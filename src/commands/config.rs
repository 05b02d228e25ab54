// Copyright (c) AlphaVelocity.
// All rights reserved.
//
// This source code is licensed under the license found in the
// LICENSE file in the root directory of this source tree.

use crate::format::Locale;
use crate::utils::{get_locale, pretty_table, set_locale};
use anyhow::{anyhow, Result};
use rusqlite::Connection;

pub fn handle(conn: &Connection, m: &clap::ArgMatches) -> Result<()> {
    match m.subcommand() {
        Some(("get", _)) => {
            let locale = get_locale(conn)?;
            println!(
                "{}",
                pretty_table(&["Setting", "Value"], vec![vec!["locale".into(), locale.tag().into()]])
            );
        }
        Some(("set-locale", sub)) => {
            let raw = sub.get_one::<String>("locale").unwrap();
            let locale = Locale::parse(raw)
                .ok_or_else(|| anyhow!("Unsupported locale '{}' (use pt-BR|en-US)", raw.trim()))?;
            set_locale(conn, locale)?;
            println!("Locale set to {}", locale.tag());
        }
        _ => {}
    }
    Ok(())
}
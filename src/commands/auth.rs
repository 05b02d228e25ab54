// Copyright (c) AlphaVelocity.
// All rights reserved.
//
// This source code is licensed under the license found in the
// LICENSE file in the root directory of this source tree.

use crate::auth::{AuthSession, ProfileProvider, Provider};
use crate::models::User;
use crate::screens::sign_in::SignIn;
use crate::utils::{get_locale, maybe_print_json, pretty_table};
use anyhow::{anyhow, Result};
use rusqlite::Connection;

pub fn handle(conn: &Connection, m: &clap::ArgMatches) -> Result<()> {
    match m.subcommand() {
        Some(("sign-in", sub)) => sign_in(conn, sub)?,
        Some(("sign-out", _)) => {
            let mut session = AuthSession::restore(conn)?;
            let who = session.current_user().map(|u| u.name.clone());
            session.sign_out()?;
            match who {
                Some(name) => println!("Signed out {}", name),
                None => println!("No one was signed in"),
            }
        }
        Some(("whoami", sub)) => whoami(conn, sub)?,
        _ => {}
    }
    Ok(())
}

fn sign_in(conn: &Connection, sub: &clap::ArgMatches) -> Result<()> {
    let provider_arg = sub.get_one::<String>("provider").unwrap();
    let provider =
        Provider::parse(provider_arg).ok_or_else(|| anyhow!("Unknown provider '{}'", provider_arg))?;
    let profile = User {
        id: sub.get_one::<String>("id").unwrap().trim().to_string(),
        name: sub.get_one::<String>("name").unwrap().trim().to_string(),
        email: sub.get_one::<String>("email").map(|s| s.trim().to_string()),
        photo: sub.get_one::<String>("photo").map(|s| s.trim().to_string()),
    };

    let locale = get_locale(conn)?;
    let mut session =
        AuthSession::restore(conn)?.with_provider(ProfileProvider::new(provider, Some(profile)));
    let mut screen = SignIn::new(&mut session, locale);
    match screen.handle_sign_in(provider) {
        Some(user) => {
            println!("Signed in as {} ({})", user.name, user.id);
            Ok(())
        }
        None => Err(anyhow!(
            "{}",
            screen.alert().unwrap_or("Sign-in failed").to_string()
        )),
    }
}

fn whoami(conn: &Connection, sub: &clap::ArgMatches) -> Result<()> {
    let session = AuthSession::restore(conn)?;
    let Some(user) = session.current_user() else {
        println!("Not signed in");
        return Ok(());
    };
    if !maybe_print_json(sub.get_flag("json"), sub.get_flag("jsonl"), user)? {
        println!(
            "{}",
            pretty_table(
                &["Id", "Name", "Email", "Photo"],
                vec![vec![
                    user.id.clone(),
                    user.name.clone(),
                    user.email.clone().unwrap_or_default(),
                    user.photo.clone().unwrap_or_default(),
                ]],
            )
        );
    }
    Ok(())
}
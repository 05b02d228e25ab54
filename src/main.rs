// Copyright (c) 2025 Soumyadip Sarkar.
// All rights reserved.
//
// This source code is licensed under the license found in the
// LICENSE file in the root directory of this source tree.

use anyhow::Result;

use gofinances::{cli, commands, db, logging};

fn main() -> Result<()> {
    let cli = cli::build_cli();
    let matches = cli.get_matches();
    logging::setup_logging(matches.get_count("verbose"));

    let db_arg = matches.get_one::<std::path::PathBuf>("db");
    let conn = db::open_or_init(db_arg.map(|p| p.as_path()))?;

    match matches.subcommand() {
        Some(("init", _)) => match db_arg {
            Some(p) => println!("Database initialized at {}", p.display()),
            None => println!("Database initialized at {}", db::db_path()?.display()),
        },
        Some(("auth", sub)) => commands::auth::handle(&conn, sub)?,
        Some(("tx", sub)) => commands::transactions::handle(&conn, sub)?,
        Some(("dashboard", sub)) => commands::dashboard::handle(&conn, sub)?,
        Some(("resume", sub)) => commands::reports::handle(&conn, sub)?,
        Some(("category", sub)) => commands::categories::handle(sub)?,
        Some(("config", sub)) => commands::config::handle(&conn, sub)?,
        Some(("export", sub)) => commands::exporter::handle(&conn, sub)?,
        _ => {
            cli::build_cli().print_help()?;
            println!();
        }
    }
    Ok(())
}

___

_TASK_
Could you please find every line of the listing above holding the string "utils" and copy it?

_TASK ANSWER_
use crate::utils::{get_locale, pretty_table, set_locale};
use crate::utils::{get_locale, maybe_print_json, pretty_table};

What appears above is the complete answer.